Below are some records. Reproduce them exactly from their first line through the line with "use dupvol_core::config::RawOptions;", inclusive.

(Given records begins)

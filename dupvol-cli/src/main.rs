use anyhow::{bail, Context, Result};
use clap::{Args, Parser, Subcommand};
use std::path::{Path, PathBuf};
use tracing::{debug, warn};
use tracing_subscriber::EnvFilter;

use dupvol_core::config::RawOptions;
use dupvol_core::container::{PackedReader, PackedWriter, VolumeContainer};
use dupvol_core::fileset_volume::{CONTROL_FILES_FOLDER, FILELIST};
use dupvol_core::index_volume::{INDEX_BLOCKLIST_FOLDER, INDEX_VOLUME_FOLDER};
use dupvol_core::{
    filename, manifest, BlockVolumeReader, FilesetVolumeReader, IndexVolumeReader,
    IndexVolumeWriter, VolumeOptions, VolumeType,
};

#[derive(Parser)]
#[command(name = "dupvol", version, about = "Inspect, verify and repack backup volumes")]
struct Cli {
    #[command(flatten)]
    global: GlobalOpts,
    #[command(subcommand)]
    cmd: Cmd,
}

#[derive(Args)]
struct GlobalOpts {
    /// JSON file with volume options (kebab-case keys)
    #[arg(long, global = true)]
    config: Option<PathBuf>,
    #[arg(long, global = true)]
    blocksize: Option<String>,
    #[arg(long, global = true)]
    block_hash: Option<String>,
    #[arg(long, global = true)]
    file_hash: Option<String>,
    /// Open volumes without checking their manifest
    #[arg(long, global = true, default_value_t = false)]
    no_manifest_check: bool,
    #[arg(short, long, global = true, default_value_t = false)]
    verbose: bool,
}

#[derive(Subcommand)]
enum Cmd {
    /// Show what a volume's filename and manifest say about it
    Inspect { volume: PathBuf },
    /// Check a volume's manifest against the configured options
    Verify { volume: PathBuf },
    /// List the entries and control files of a fileset volume
    ListFiles { dlist: PathBuf },
    /// List the blocks of a block volume, or the indexed volumes of an index volume
    ListBlocks { volume: PathBuf },
    /// Rewrite an index volume with one block volume renamed
    RenameIndex {
        dindex: PathBuf,
        out: PathBuf,
        #[arg(long)]
        from: String,
        #[arg(long)]
        to: String,
    },
}

fn main() -> Result<()> {
    let cli = Cli::parse();
    init_tracing(cli.global.verbose);
    let g = &cli.global;
    match &cli.cmd {
        Cmd::Inspect { volume } => inspect(g, volume)?,
        Cmd::Verify { volume } => verify(g, volume)?,
        Cmd::ListFiles { dlist } => list_files(g, dlist)?,
        Cmd::ListBlocks { volume } => list_blocks(g, volume)?,
        Cmd::RenameIndex { dindex, out, from, to } => rename_index(g, dindex, out, from, to)?,
    }
    Ok(())
}

fn init_tracing(verbose: bool) {
    let filter = if verbose {
        EnvFilter::new("debug")
    } else {
        EnvFilter::try_from_default_env().unwrap_or_else(|_| EnvFilter::new("warn"))
    };
    tracing_subscriber::fmt().with_env_filter(filter).with_writer(std::io::stderr).init();
}

/// Options from `--config`, overridden by flags.
fn raw_options(g: &GlobalOpts) -> Result<RawOptions> {
    let base = match &g.config {
        Some(p) => RawOptions::from_json_file(p)
            .with_context(|| format!("load config {}", p.display()))?,
        None => RawOptions::default(),
    };
    let flags = RawOptions {
        blocksize: g.blocksize.clone(),
        block_hash_algorithm: g.block_hash.clone(),
        file_hash_algorithm: g.file_hash.clone(),
        dont_read_manifests: g.no_manifest_check.then_some(true),
        ..Default::default()
    };
    Ok(base.overlay(flags))
}

/// Resolve options for reading `container`, filling anything unset from its manifest.
fn harvested_options(g: &GlobalOpts, container: &PackedReader) -> Result<VolumeOptions> {
    let mut raw = raw_options(g)?;
    if let Err(e) = manifest::harvest(container, &mut raw) {
        if raw.dont_read_manifests != Some(true) {
            return Err(e).context("read manifest");
        }
        warn!(error = %e, "no usable manifest; using configured options");
    }
    Ok(raw.resolve()?)
}

fn open(path: &Path) -> Result<PackedReader> {
    PackedReader::open(path).with_context(|| format!("open volume {}", path.display()))
}

fn file_name(path: &Path) -> String {
    path.file_name().map(|n| n.to_string_lossy().into_owned()).unwrap_or_default()
}

/// Volume type from the filename, or from the entries when the name is not a volume name.
fn volume_type(path: &Path, container: &PackedReader) -> Result<VolumeType> {
    if let Some(id) = filename::parse(&file_name(path)) {
        return Ok(id.file_type);
    }
    let names = container.list_files(None)?;
    let t = if names.iter().any(|n| n == FILELIST) {
        VolumeType::Files
    } else if names
        .iter()
        .any(|n| n.starts_with(INDEX_VOLUME_FOLDER) || n.starts_with(INDEX_BLOCKLIST_FOLDER))
    {
        VolumeType::Index
    } else {
        VolumeType::Blocks
    };
    debug!(path = %path.display(), kind = %t, "volume type guessed from contents");
    Ok(t)
}

fn inspect(g: &GlobalOpts, path: &Path) -> Result<()> {
    let container = open(path)?;
    let name = file_name(path);
    println!("file: {name}");
    match filename::parse(&name) {
        Some(id) => {
            println!("type: {}", id.file_type);
            println!("prefix: {}", id.prefix);
            if let Some(guid) = &id.guid {
                println!("guid: {guid}");
            }
            if let Some(ts) = &id.timestamp {
                println!("timestamp: {}", ts.to_rfc3339());
            }
            println!("compression: {}", id.compression_module);
            if let Some(enc) = &id.encryption_module {
                println!("encryption: {enc}");
            }
        }
        None => println!("type: {} (not a volume filename)", volume_type(path, &container)?),
    }
    match manifest::read(&container) {
        Ok(m) => println!("manifest: {}", serde_json::to_string(&m)?),
        Err(e) if g.no_manifest_check => println!("manifest: unreadable ({e})"),
        Err(e) => return Err(e).context("read manifest"),
    }
    let entries = container.list_files_with_size(None)?;
    let plain: u64 = entries.iter().map(|(_, s)| s).sum();
    println!("entries: {} ({} bytes, {} on disk)", entries.len(), plain, container.size());
    Ok(())
}

fn verify(g: &GlobalOpts, path: &Path) -> Result<()> {
    let container = open(path)?;
    let options = raw_options(g)?.resolve()?;
    if options.dont_read_manifests {
        bail!("--no-manifest-check leaves nothing to verify");
    }
    manifest::verify(&container, options.blocksize, options.block_hash, options.file_hash)
        .with_context(|| format!("verify {}", path.display()))?;
    println!("OK {}", file_name(path));
    Ok(())
}

fn list_files(g: &GlobalOpts, path: &Path) -> Result<()> {
    let container = open(path)?;
    let options = harvested_options(g, &container)?;
    let reader = FilesetVolumeReader::open(container, &options)?;
    for entry in reader.files()? {
        let e = entry.with_context(|| format!("read {FILELIST} in {}", path.display()))?;
        match &e.content {
            Some(c) => println!("{} {} {}", e.entry_type, e.path, c.size),
            None => println!("{} {} -", e.entry_type, e.path),
        }
    }
    for cf in reader.control_files()? {
        let (name, _) = cf?;
        println!("{CONTROL_FILES_FOLDER}{name}");
    }
    if !reader.is_full_backup() {
        println!("partial backup");
    }
    Ok(())
}

fn list_blocks(g: &GlobalOpts, path: &Path) -> Result<()> {
    let container = open(path)?;
    let kind = volume_type(path, &container)?;
    let options = harvested_options(g, &container)?;
    match kind {
        VolumeType::Blocks => {
            let reader = BlockVolumeReader::open(container, &options)?;
            for (hash, size) in reader.blocks()? {
                println!("{hash} {size}");
            }
        }
        VolumeType::Index => {
            let reader = IndexVolumeReader::open(container, &options)?;
            for mut vol in reader.volumes()? {
                println!("volume {}", vol.filename());
                for block in vol.blocks()? {
                    let (hash, size) = block?;
                    println!("  {hash} {size}");
                }
                let hash = vol.volume_hash()?.to_string();
                println!("  volumehash {hash} volumesize {}", vol.volume_size()?);
            }
            for list in reader.block_lists()? {
                let n = list.hashes()?.collect::<dupvol_core::Result<Vec<_>>>()?.len();
                println!("blocklist {} {} {n}", list.hash(), list.length());
            }
        }
        VolumeType::Files => bail!("{} is a fileset volume; use list-files", path.display()),
    }
    Ok(())
}

fn rename_index(g: &GlobalOpts, src: &Path, out: &Path, from: &str, to: &str) -> Result<()> {
    if filename::parse(to).is_none() {
        bail!("{to:?} is not a volume filename");
    }
    let container = open(src)?;
    let options = harvested_options(g, &container)?;
    let reader = IndexVolumeReader::open(container, &options)?;
    let sink = PackedWriter::create(out).with_context(|| format!("create {}", out.display()))?;
    let mut writer = IndexVolumeWriter::create(sink, options)?;
    let mut renamed = 0usize;
    writer.copy_from(&reader, |name| {
        if name == from {
            renamed += 1;
            to.to_string()
        } else {
            name.to_string()
        }
    })?;
    if renamed == 0 {
        warn!(from, "no indexed volume had that name; copied unchanged");
    }
    let volumes = writer.volumes();
    writer.close().with_context(|| format!("finish {}", out.display()))?;
    println!("wrote {} ({} volumes, {} renamed)", out.display(), volumes, renamed);
    Ok(())
}
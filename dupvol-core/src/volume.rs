//! Manifest-first discipline shared by every volume reader and writer.

use std::io::{self, Read, Seek, SeekFrom, Write};

use chrono::{DateTime, Utc};
use tempfile::SpooledTempFile;
use tracing::debug;

use crate::config::VolumeOptions;
use crate::container::{CompressionHint, VolumeContainer};
use crate::error::{Result, VolumeError};
use crate::filename::{self, VolumeType};
use crate::manifest;
use crate::util;

/// JSON streams larger than this move from memory to a temp file while they are built.
pub(crate) const SPOOL_MEMORY_LIMIT: usize = 4 << 20;

/// State every writer carries: the owned container, its options and the open/closed flag.
#[derive(Debug)]
pub(crate) struct WriterBase<C> {
    pub(crate) container: C,
    pub(crate) options: VolumeOptions,
    filename: String,
    closed: bool,
}

impl<C: VolumeContainer> WriterBase<C> {
    /// Name the volume and write its manifest before anything else goes in.
    pub(crate) fn create(
        mut container: C,
        options: VolumeOptions,
        file_type: VolumeType,
        timestamp: Option<DateTime<Utc>>,
    ) -> Result<Self> {
        let filename = filename::generate(
            file_type,
            &options.prefix,
            None,
            timestamp,
            &options.compression_module,
            options.encryption_module.as_deref(),
        );
        manifest::write(&mut container, options.blocksize, options.block_hash, options.file_hash)?;
        debug!(volume = %filename, "created volume");
        Ok(Self { container, options, filename, closed: false })
    }

    pub(crate) fn filename(&self) -> &str {
        &self.filename
    }

    pub(crate) fn ensure_open(&self) -> Result<()> {
        if self.closed {
            return Err(VolumeError::WriterClosed);
        }
        Ok(())
    }

    pub(crate) fn is_closed(&self) -> bool {
        self.closed
    }

    /// Mark the writer closed and finish the container. A second call does nothing.
    pub(crate) fn finish(&mut self) -> Result<()> {
        if self.closed {
            return Ok(());
        }
        self.closed = true;
        self.container.finish()?;
        debug!(volume = %self.filename, size = self.container.size(), "closed volume");
        Ok(())
    }

    /// Copy a finished spool into a new container entry.
    pub(crate) fn commit_spool(
        &mut self,
        name: &str,
        spool: &mut SpooledTempFile,
        hint: CompressionHint,
    ) -> Result<u64> {
        spool.flush()?;
        spool.seek(SeekFrom::Start(0))?;
        let mut w = self.container.create_file(name, hint, util::now())?;
        let n = io::copy(spool, &mut w)?;
        w.flush()?;
        Ok(n)
    }
}

/// Verify the manifest of a volume being opened, unless the options opt out.
pub(crate) fn check_manifest<C: VolumeContainer + ?Sized>(
    container: &C,
    options: &VolumeOptions,
) -> Result<()> {
    if options.dont_read_manifests {
        debug!("manifest check disabled");
        return Ok(());
    }
    manifest::verify(container, options.blocksize, options.block_hash, options.file_hash)?;
    Ok(())
}

pub(crate) fn new_spool() -> SpooledTempFile {
    tempfile::spooled_tempfile(SPOOL_MEMORY_LIMIT)
}

/// Read a whole small entry, `None` when it does not exist.
pub(crate) fn read_optional<C: VolumeContainer + ?Sized>(
    container: &C,
    name: &str,
) -> Result<Option<Vec<u8>>> {
    let mut s = match container.open_read(name) {
        Ok(s) => s,
        Err(e) if e.kind() == io::ErrorKind::NotFound => return Ok(None),
        Err(e) => return Err(e.into()),
    };
    let mut data = Vec::new();
    s.read_to_end(&mut data)?;
    Ok(Some(data))
}
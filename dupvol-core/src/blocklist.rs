//! Blocklists: the raw digests of a run of blocks, concatenated.

use std::io::{self, Read, Seek, SeekFrom, Write};

use tracing::warn;

use crate::container::{CompressionHint, VolumeContainer};
use crate::error::{Result, VolumeError};
use crate::hash::{self, HashAlgorithm, Hasher};
use crate::util;
use crate::volume;

/// Entry name of a blocklist: `folder` followed by the URL-safe hash.
pub fn entry_name(folder: &str, hash: &str) -> String {
    format!("{folder}{}", hash::base64_plain_to_url(hash))
}

/// Lazy sequence of base64 hashes stored in one blocklist entry.
///
/// Single pass; read the entry again to start over. After the first error the
/// iterator is exhausted.
pub struct BlocklistHashes<'a> {
    entry: String,
    stream: Box<dyn Read + 'a>,
    buf: Vec<u8>,
    read: u64,
    verify: Option<(Hasher, String)>,
    done: bool,
}

impl<'a> BlocklistHashes<'a> {
    fn next_hash(&mut self) -> Result<Option<String>> {
        let n = util::force_read(&mut *self.stream, &mut self.buf)?;
        if n == 0 {
            if let Some((hasher, expected)) = self.verify.take() {
                let actual = hasher.finalize_base64();
                if actual != expected {
                    return Err(VolumeError::BlocklistHashMismatch { expected, actual });
                }
            }
            return Ok(None);
        }
        if n != self.buf.len() {
            return Err(VolumeError::TruncatedBlocklist {
                entry: self.entry.clone(),
                got: n,
                expected: self.buf.len(),
                offset: self.read * self.buf.len() as u64,
            });
        }
        self.read += 1;
        if let Some((hasher, _)) = self.verify.as_mut() {
            hasher.update(&self.buf);
        }
        Ok(Some(hash::to_base64(&self.buf)))
    }
}

impl Iterator for BlocklistHashes<'_> {
    type Item = Result<String>;

    fn next(&mut self) -> Option<Self::Item> {
        if self.done {
            return None;
        }
        match self.next_hash() {
            Ok(Some(h)) => Some(Ok(h)),
            Ok(None) => {
                self.done = true;
                None
            }
            Err(e) => {
                self.done = true;
                Some(Err(e))
            }
        }
    }
}

/// Read the hashes in `entry`, `hash_size` bytes at a time.
pub fn read<'a, C: VolumeContainer + ?Sized>(
    container: &'a C,
    entry: &str,
    hash_size: usize,
) -> Result<BlocklistHashes<'a>> {
    Ok(BlocklistHashes {
        entry: entry.to_string(),
        stream: container.open_read(entry)?,
        buf: vec![0; hash_size],
        read: 0,
        verify: None,
        done: false,
    })
}

/// Like [`read`], and once the entry is exhausted check that its bytes hash to `expected_hash`.
pub fn read_verified<'a, C: VolumeContainer + ?Sized>(
    container: &'a C,
    entry: &str,
    hash_size: usize,
    expected_hash: &str,
    algorithm: HashAlgorithm,
) -> Result<BlocklistHashes<'a>> {
    let mut hashes = read(container, entry, hash_size)?;
    hashes.verify = Some((algorithm.hasher(), expected_hash.to_string()));
    Ok(hashes)
}

fn check_alignment(hash: &str, len: u64, hash_size: usize) -> Result<()> {
    if hash_size == 0 || len % hash_size as u64 != 0 {
        return Err(VolumeError::MalformedBlocklist { hash: hash.to_string(), len, hash_size });
    }
    Ok(())
}

/// Write a blocklist into `entry`. Nothing is written when `data` is not a whole number of hashes.
pub fn write_at<C: VolumeContainer + ?Sized>(
    container: &mut C,
    entry: &str,
    hash: &str,
    data: &[u8],
    hash_size: usize,
) -> Result<()> {
    check_alignment(hash, data.len() as u64, hash_size)?;
    let mut w = container.create_file(entry, CompressionHint::Noncompressible, util::now())?;
    w.write_all(data)?;
    w.flush()?;
    Ok(())
}

/// Write a blocklist under its URL-safe hash at the container root.
pub fn write<C: VolumeContainer + ?Sized>(
    container: &mut C,
    hash: &str,
    data: &[u8],
    hash_size: usize,
) -> Result<()> {
    write_at(container, &entry_name("", hash), hash, data, hash_size)
}

/// Copy a blocklist from a stream, one hash at a time.
///
/// The stream is spooled first and the entry is only created once the length is
/// known to be hash aligned, so a misaligned stream writes nothing.
pub fn write_stream_at<C: VolumeContainer + ?Sized>(
    container: &mut C,
    entry: &str,
    hash: &str,
    data: &mut dyn Read,
    hash_size: usize,
) -> Result<u64> {
    check_alignment(hash, 0, hash_size)?;
    let mut spool = volume::new_spool();
    let mut buf = vec![0u8; hash_size];
    let mut total = 0u64;
    loop {
        let n = util::force_read(data, &mut buf)?;
        total += n as u64;
        if n == 0 {
            break;
        }
        if n != hash_size {
            warn!(entry, len = total, "blocklist stream is not hash aligned");
            return Err(VolumeError::MalformedBlocklist {
                hash: hash.to_string(),
                len: total,
                hash_size,
            });
        }
        spool.write_all(&buf)?;
    }
    spool.seek(SeekFrom::Start(0))?;
    let mut w = container.create_file(entry, CompressionHint::Noncompressible, util::now())?;
    io::copy(&mut spool, &mut w)?;
    w.flush()?;
    Ok(total)
}

#[cfg(test)]
mod tests {
    use super::*;
    use crate::container::MemoryContainer;

    #[test]
    fn names_use_the_url_safe_alphabet() {
        assert_eq!(entry_name("list/", "a+b/c="), "list/a-b_c=");
    }

    #[test]
    fn stream_copy_rejects_a_short_tail() {
        let mut c = MemoryContainer::new();
        let data = vec![7u8; 32 * 2 + 5];
        let err = write_stream_at(&mut c, "x", "h", &mut data.as_slice(), 32).unwrap_err();
        assert!(matches!(err, VolumeError::MalformedBlocklist { len: 69, .. }));
        assert!(c.is_empty(), "the whole hashes before the tail must not be stored");
    }

    #[test]
    fn verified_read_checks_the_digest_after_the_last_hash() {
        let mut c = MemoryContainer::new();
        let data: Vec<u8> = (0..64u8).collect();
        let right = HashAlgorithm::Sha256.hash_base64(&data);
        c.insert("bl", data);

        let ok: Vec<_> =
            read_verified(&c, "bl", 32, &right, HashAlgorithm::Sha256).unwrap().collect();
        assert_eq!(ok.len(), 2);
        assert!(ok.iter().all(|r| r.is_ok()));

        let wrong = HashAlgorithm::Sha256.hash_base64(b"other");
        let got: Vec<_> =
            read_verified(&c, "bl", 32, &wrong, HashAlgorithm::Sha256).unwrap().collect();
        assert_eq!(got.len(), 3);
        assert!(matches!(got[2], Err(VolumeError::BlocklistHashMismatch { .. })));
    }
}
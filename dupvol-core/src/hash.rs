use std::fmt;
use std::str::FromStr;

use base64::engine::general_purpose::{STANDARD, URL_SAFE};
use base64::Engine;
use sha2::Digest;

use crate::error::VolumeError;

/// Hash algorithms a volume can be configured with.
///
/// The names are the ones stored in the manifest, so they must never change.
#[derive(Clone, Copy, Debug, PartialEq, Eq, Hash)]
pub enum HashAlgorithm {
    Sha256,
    Sha512,
    Blake3,
}

impl HashAlgorithm {
    pub const ALL: [HashAlgorithm; 3] =
        [HashAlgorithm::Sha256, HashAlgorithm::Sha512, HashAlgorithm::Blake3];

    pub fn name(self) -> &'static str {
        match self {
            HashAlgorithm::Sha256 => "SHA256",
            HashAlgorithm::Sha512 => "SHA512",
            HashAlgorithm::Blake3 => "BLAKE3",
        }
    }

    /// Digest size in bytes.
    pub fn size(self) -> usize {
        match self {
            HashAlgorithm::Sha256 => 32,
            HashAlgorithm::Sha512 => 64,
            HashAlgorithm::Blake3 => 32,
        }
    }

    pub fn hasher(self) -> Hasher {
        match self {
            HashAlgorithm::Sha256 => Hasher::Sha256(sha2::Sha256::new()),
            HashAlgorithm::Sha512 => Hasher::Sha512(sha2::Sha512::new()),
            HashAlgorithm::Blake3 => Hasher::Blake3(Box::new(blake3::Hasher::new())),
        }
    }

    /// One-shot digest of `data`, base64 encoded.
    pub fn hash_base64(self, data: &[u8]) -> String {
        let mut h = self.hasher();
        h.update(data);
        h.finalize_base64()
    }
}

impl fmt::Display for HashAlgorithm {
    fn fmt(&self, f: &mut fmt::Formatter<'_>) -> fmt::Result {
        f.write_str(self.name())
    }
}

impl FromStr for HashAlgorithm {
    type Err = VolumeError;

    fn from_str(s: &str) -> Result<Self, Self::Err> {
        HashAlgorithm::ALL
            .into_iter()
            .find(|a| a.name().eq_ignore_ascii_case(s))
            .ok_or_else(|| VolumeError::Config(format!("unsupported hash algorithm {s:?}")))
    }
}

/// Incremental hasher for any [`HashAlgorithm`].
pub enum Hasher {
    Sha256(sha2::Sha256),
    Sha512(sha2::Sha512),
    Blake3(Box<blake3::Hasher>),
}

impl Hasher {
    pub fn update(&mut self, data: &[u8]) {
        match self {
            Hasher::Sha256(h) => h.update(data),
            Hasher::Sha512(h) => h.update(data),
            Hasher::Blake3(h) => {
                h.update(data);
            }
        }
    }

    pub fn finalize(self) -> Vec<u8> {
        match self {
            Hasher::Sha256(h) => h.finalize().to_vec(),
            Hasher::Sha512(h) => h.finalize().to_vec(),
            Hasher::Blake3(h) => h.finalize().as_bytes().to_vec(),
        }
    }

    pub fn finalize_base64(self) -> String {
        STANDARD.encode(self.finalize())
    }
}

pub fn to_base64(digest: &[u8]) -> String {
    STANDARD.encode(digest)
}

pub fn from_base64(hash: &str) -> Result<Vec<u8>, VolumeError> {
    STANDARD.decode(hash).map_err(|e| VolumeError::Config(format!("bad base64 hash {hash:?}: {e}")))
}

/// Plain base64 to the URL-safe form used for entry names (`+` → `-`, `/` → `_`).
pub fn base64_plain_to_url(hash: &str) -> String {
    hash.replace('+', "-").replace('/', "_")
}

/// Inverse of [`base64_plain_to_url`].
pub fn base64_url_to_plain(name: &str) -> String {
    name.replace('-', "+").replace('_', "/")
}

/// Length of a padded base64 string for a digest of `hash_size` bytes.
pub fn encoded_len(hash_size: usize) -> usize {
    hash_size.div_ceil(3) * 4
}

/// True if `name` is non-empty padded URL-safe base64, whatever length it decodes to.
pub fn is_urlsafe_base64(name: &str) -> bool {
    !name.is_empty() && name.len() % 4 == 0 && URL_SAFE.decode(name).is_ok()
}

/// True if `name` is a padded URL-safe base64 string that decodes to exactly `hash_size` bytes.
pub fn is_valid_urlsafe_hash(name: &str, hash_size: usize) -> bool {
    if name.len() != encoded_len(hash_size) {
        return false;
    }
    matches!(URL_SAFE.decode(name), Ok(v) if v.len() == hash_size)
}
impl VolumeContainer for PackedReader {
    fn open_read(&self, name: &str) -> io::Result<Box<dyn Read + '_>> {
        let e = self.find(name).ok_or_else(|| {
            io::Error::new(io::ErrorKind::NotFound, format!("no entry named {name:?}"))
        })?;
        // A fresh handle per entry so several entries can be read at the same time.
        let mut f = File::open(&self.path)?;
        f.seek(SeekFrom::Start(e.offset))?;
        let stored = CrcCheckedReader {
            inner: f.take(e.stored_len),
            crc: Some(Crc32::new()),
            expected: e.crc32,
            name: e.name.clone(),
        };
        if e.compressed {
            Ok(Box::new(zstd::stream::read::Decoder::new(stored)?))
        } else {
            Ok(Box::new(stored))
        }
    }

    fn create_file(
        &mut self,
        _name: &str,
        _hint: CompressionHint,
        _modified: DateTime<Utc>,
    ) -> io::Result<Box<dyn Write + '_>> {
        Err(unsupported("archive is open for reading"))
    }

    fn list_files_with_size(&self, prefix: Option<&str>) -> io::Result<Vec<(String, u64)>> {
        Ok(self
            .entries
            .iter()
            .filter(|e| matches_prefix(&e.name, prefix))
            .map(|e| (e.name.clone(), e.plain_len))
            .collect())
    }

    fn size(&self) -> u64 {
        self.len
    }
}
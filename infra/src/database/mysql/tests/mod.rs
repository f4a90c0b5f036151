mod revocation_repository_tests;
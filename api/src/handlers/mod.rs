//! Request handler helpers shared by all routes

pub mod error;

pub use error::{handle_domain_error, ApiError};
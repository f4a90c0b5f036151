//! Configuration for the token manager

use jm_shared::config::JwtConfig;

use crate::errors::DomainError;

/// Immutable configuration for a `TokenManager` instance
#[derive(Debug, Clone)]
pub struct TokenManagerConfig {
    /// Shared HMAC secret
    pub secret: String,
    /// Issuer context written to `iss`
    pub issuer: String,
    /// Token lifetime in seconds
    pub expire_seconds: i64,
    /// Renewal window in seconds, counted from issue time
    pub renew_seconds: i64,
}

impl TokenManagerConfig {
    /// Creates a configuration with the default durations (900s / 300s)
    pub fn new(secret: impl Into<String>, issuer: impl Into<String>) -> Self {
        Self {
            secret: secret.into(),
            issuer: issuer.into(),
            expire_seconds: 900,
            renew_seconds: 300,
        }
    }

    pub fn with_expire_seconds(mut self, seconds: i64) -> Self {
        self.expire_seconds = seconds;
        self
    }

    pub fn with_renew_seconds(mut self, seconds: i64) -> Self {
        self.renew_seconds = seconds;
        self
    }

    pub(crate) fn validate(&self) -> Result<(), DomainError> {
        if self.secret.is_empty() {
            return Err(DomainError::Validation {
                message: "Token secret must not be empty".to_string(),
            });
        }
        if self.expire_seconds <= 0 {
            return Err(DomainError::Validation {
                message: format!("expire_seconds must be positive, got {}", self.expire_seconds),
            });
        }
        if self.renew_seconds < 0 {
            return Err(DomainError::Validation {
                message: format!("renew_seconds must not be negative, got {}", self.renew_seconds),
            });
        }
        Ok(())
    }
}

impl From<&JwtConfig> for TokenManagerConfig {
    fn from(config: &JwtConfig) -> Self {
        Self {
            secret: config.secret.clone(),
            issuer: config.issuer.clone(),
            expire_seconds: config.expire_seconds,
            renew_seconds: config.renew_seconds,
        }
    }
}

(Given records ends)

* [Solution for this exercise]:
filename dupvol-cli/src/main.rs
use anyhow::{bail, Context, Result};
use clap::{Args, Parser, Subcommand};
use std::path::{Path, PathBuf};
use tracing::{debug, warn};
use tracing_subscriber::EnvFilter;

use dupvol_core::config::RawOptions;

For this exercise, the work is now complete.